Esa norma otorga a toda persona inculpada de delito el “derecho de recurrir el fallo ante juez o tribunal superior”.
“Dicho proyecto de ley se encuentra bastante avanzado a la fecha dentro de la corriente legislativa y ha recibido dictamen afirmativo de mayoría”, expresó en su informe el procurador penal José Enrique Castro.
Para suerte del Estado el dictamen se produjo apenas 11 días antes del informe, el 6 de octubre. Ese día la Comisión de Asuntos Jurídicos dictaminó el proyecto pese a que se trataba de un texto sustitutivo que recién ingresaba.
Ahora la iniciativa pasa en la agenda del plenario, donde desde ahora algunos diputados pronostican un intenso debate.
“Como a cualquier otra iniciativa cuanto más aportes se le hagan será positivo, pero yo creo que a ningún diputado le queda la menor duda de que es absolutamente necesario para cumplir con el requisito exigido por la Corte Interamericana”, manifestó el diputado liberacionista Jorge Méndez.
Fue ese legislador quien introdujo el proyecto a la corriente legislativa en diciembre de 2008.
Pendiente. El informe de la Procuraduría fue solicitado por la Corte tras la audiencia del 9 de julio, donde la Corte determinó que Costa Rica persistía en el incumplimiento de la sentencia por el caso del periodista Mauricio Herrera Ulloa, de julio de 2004.
Un primer intento por cumplir con la orden emitida por la Corte fue la Ley de apertura de la casación penal, emitida en el 2006.
Esa legislación flexibilizó la admisibilidad del recurso de casación y amplió la posibilidad de revisar prueba en ese proceso.

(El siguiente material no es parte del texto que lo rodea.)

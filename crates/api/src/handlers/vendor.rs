//! Handlers for the `/vendors` resource (registration, login, CRUD).

use axum::extract::{Path, State};
use axum::http::StatusCode;
use axum::response::IntoResponse;
use axum::Json;
use hive_core::error::CoreError;
use hive_core::types::DbId;
use hive_db::models::vendor::CreateVendor;
use hive_db::repositories::{PublicationRepo, VendorRepo};
use hive_db::update::{FieldSet, VendorColumn};
use indexmap::IndexMap;
use serde::Deserialize;
use validator::Validate;

use crate::auth::password::validate_password_strength;
use crate::error::{AppError, AppResult};
use crate::handlers::{require_text, run_blocking, run_to_completion};
use crate::response::{Created, DataResponse};
use crate::state::AppState;

// ---------------------------------------------------------------------------
// Request types
// ---------------------------------------------------------------------------

/// Request body for `POST /vendors`.
#[derive(Debug, Deserialize, Validate)]
pub struct RegisterVendorRequest {
    #[validate(length(min = 1, max = 200, message = "name must be 1-200 characters"))]
    pub name: String,
    #[validate(email(message = "email must be a valid address"))]
    pub email: String,
    pub password: String,
    pub bio: Option<String>,
}

/// Request body for `POST /vendors/login`.
#[derive(Debug, Deserialize)]
pub struct LoginRequest {
    pub email: String,
    pub password: String,
}

// ---------------------------------------------------------------------------
// Handlers
// ---------------------------------------------------------------------------

/// GET /api/v1/vendors
pub async fn list_vendors(State(state): State<AppState>) -> AppResult<impl IntoResponse> {
    let vendors = VendorRepo::list(&state.pool).await?;
    Ok(Json(DataResponse { data: vendors }))
}

/// GET /api/v1/vendors/{id}
pub async fn get_vendor(
    State(state): State<AppState>,
    Path(id): Path<DbId>,
) -> AppResult<impl IntoResponse> {
    let vendor = VendorRepo::find_by_id(&state.pool, id).await?;
    Ok(Json(DataResponse { data: vendor }))
}

/// POST /api/v1/vendors
///
/// Register a vendor. Responds 201 with the new id, or 400 when the email
/// is already registered.
pub async fn register_vendor(
    State(state): State<AppState>,
    Json(input): Json<RegisterVendorRequest>,
) -> AppResult<impl IntoResponse> {
    input
        .validate()
        .map_err(|e| AppError::Core(CoreError::Validation(e.to_string())))?;
    require_text("name", &input.name)?;
    validate_password_strength(&input.password, state.config.min_password_length)
        .map_err(|msg| AppError::Core(CoreError::Validation(msg)))?;

    let hasher = state.hasher.clone();
    let password = input.password;
    let password_hash = run_blocking(move || hasher.hash(&password)).await?;

    let record = CreateVendor {
        name: input.name,
        email: input.email,
        password_hash,
        bio: input.bio,
    };
    let pool = state.pool.clone();
    let id = run_to_completion(async move {
        VendorRepo::create(&pool, &record)
            .await
            .map_err(AppError::from)
    })
    .await?;

    Ok((StatusCode::CREATED, Json(DataResponse { data: Created { id } })))
}

/// POST /api/v1/vendors/login
///
/// Check email and password. Unknown email and wrong password produce the
/// same 400 response and never include vendor data.
pub async fn login(
    State(state): State<AppState>,
    Json(input): Json<LoginRequest>,
) -> AppResult<impl IntoResponse> {
    let credentials = VendorRepo::find_by_email(&state.pool, &input.email)
        .await?
        .ok_or(AppError::Core(CoreError::InvalidCredentials))?;

    let hasher = state.hasher.clone();
    let password = input.password;
    let digest = credentials.password_hash.clone();
    let valid = run_blocking(move || hasher.verify(&password, &digest)).await?;

    if !valid {
        tracing::info!(vendor_id = credentials.id, "Login rejected");
        return Err(AppError::Core(CoreError::InvalidCredentials));
    }

    tracing::info!(vendor_id = credentials.id, "Vendor logged in");
    Ok(Json(DataResponse {
        data: credentials.into_vendor(),
    }))
}

/// PATCH /api/v1/vendors/{id}
///
/// Body is an object of column -> new value; only the supplied columns
/// change. Responds with the updated vendor.
pub async fn update_vendor(
    State(state): State<AppState>,
    Path(id): Path<DbId>,
    Json(body): Json<IndexMap<String, serde_json::Value>>,
) -> AppResult<impl IntoResponse> {
    let fields = FieldSet::<VendorColumn>::from_json(body)?;

    let pool = state.pool.clone();
    let vendor = run_to_completion(async move {
        VendorRepo::update(&pool, id, &fields).await?;
        VendorRepo::find_by_id(&pool, id)
            .await
            .map_err(AppError::from)
    })
    .await?;

    Ok(Json(DataResponse { data: vendor }))
}

/// DELETE /api/v1/vendors/{id}
///
/// The vendor's publications stay in place.
pub async fn delete_vendor(
    State(state): State<AppState>,
    Path(id): Path<DbId>,
) -> AppResult<impl IntoResponse> {
    let pool = state.pool.clone();
    let affected = run_to_completion(async move {
        VendorRepo::delete(&pool, id)
            .await
            .map_err(AppError::from)
    })
    .await?;

    if affected == 0 {
        return Err(AppError::Core(CoreError::NotFound {
            entity: "Vendor",
            id,
        }));
    }

    Ok(StatusCode::NO_CONTENT)
}

/// GET /api/v1/vendors/{id}/publications
pub async fn list_vendor_publications(
    State(state): State<AppState>,
    Path(id): Path<DbId>,
) -> AppResult<impl IntoResponse> {
    let publications = PublicationRepo::list_by_vendor(&state.pool, id).await?;
    Ok(Json(DataResponse { data: publications }))
}
//! Search mode selection and term helpers.
//!
//! Lives in `core` so the repository layer and the HTTP layer agree on how a
//! raw `?q=&mode=` pair is interpreted.

use serde::{Deserialize, Serialize};

/// Which entity/field a search term is matched against.
#[derive(Debug, Clone, Copy, Default, PartialEq, Eq, Serialize, Deserialize)]
#[serde(rename_all = "lowercase")]
pub enum SearchMode {
    /// Publication `name` or `description`.
    #[default]
    Publications,
    /// Name of the owning vendor (publications without a vendor never match).
    Vendors,
    /// Publication `category`.
    Categories,
}

impl SearchMode {
    /// Interpret a raw mode selector. Unknown or absent values fall back to
    /// [`SearchMode::Publications`].
    pub fn from_param(raw: Option<&str>) -> Self {
        match raw.map(|s| s.trim().to_ascii_lowercase()).as_deref() {
            Some("vendors") => Self::Vendors,
            Some("categories") => Self::Categories,
            _ => Self::Publications,
        }
    }

    pub fn as_str(self) -> &'static str {
        match self {
            Self::Publications => "publications",
            Self::Vendors => "vendors",
            Self::Categories => "categories",
        }
    }
}

/// Trim a raw term; `None` when nothing searchable remains.
pub fn normalize_term(raw: &str) -> Option<&str> {
    let term = raw.trim();
    if term.is_empty() {
        None
    } else {
        Some(term)
    }
}

/// Case-insensitive substring matcher for one search term.
///
/// Both sides are folded with full Unicode lower-casing, so "CAFÉ" matches
/// "café" and "Ñandú" matches "ñandú". The term is matched literally: `%`
/// and `_` carry no wildcard meaning.
#[derive(Debug, Clone, PartialEq, Eq)]
pub struct TermMatcher {
    needle: String,
}

impl TermMatcher {
    /// `None` when the term is blank.
    pub fn new(raw: &str) -> Option<Self> {
        normalize_term(raw).map(|term| Self {
            needle: term.to_lowercase(),
        })
    }

    pub fn matches(&self, haystack: &str) -> bool {
        haystack.to_lowercase().contains(&self.needle)
    }

    /// Like [`TermMatcher::matches`]; an absent value never matches.
    pub fn matches_opt(&self, haystack: Option<&str>) -> bool {
        haystack.is_some_and(|text| self.matches(text))
    }
}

Para la Corte Interamericana, sin embargo, el esfuerzo fue insuficiente. Es decir, que aún el país carece de una instancia o tribunal que asegura la revisión integral de las sentencias.
Este vacío es el responsable de que continuarán presentándose ante la Comisión Interamericana de Derechos Humanos demandas contra el país.
Hasta agosto se hablaba de cerca de 400 casos, los cuales están actualmente en estudio.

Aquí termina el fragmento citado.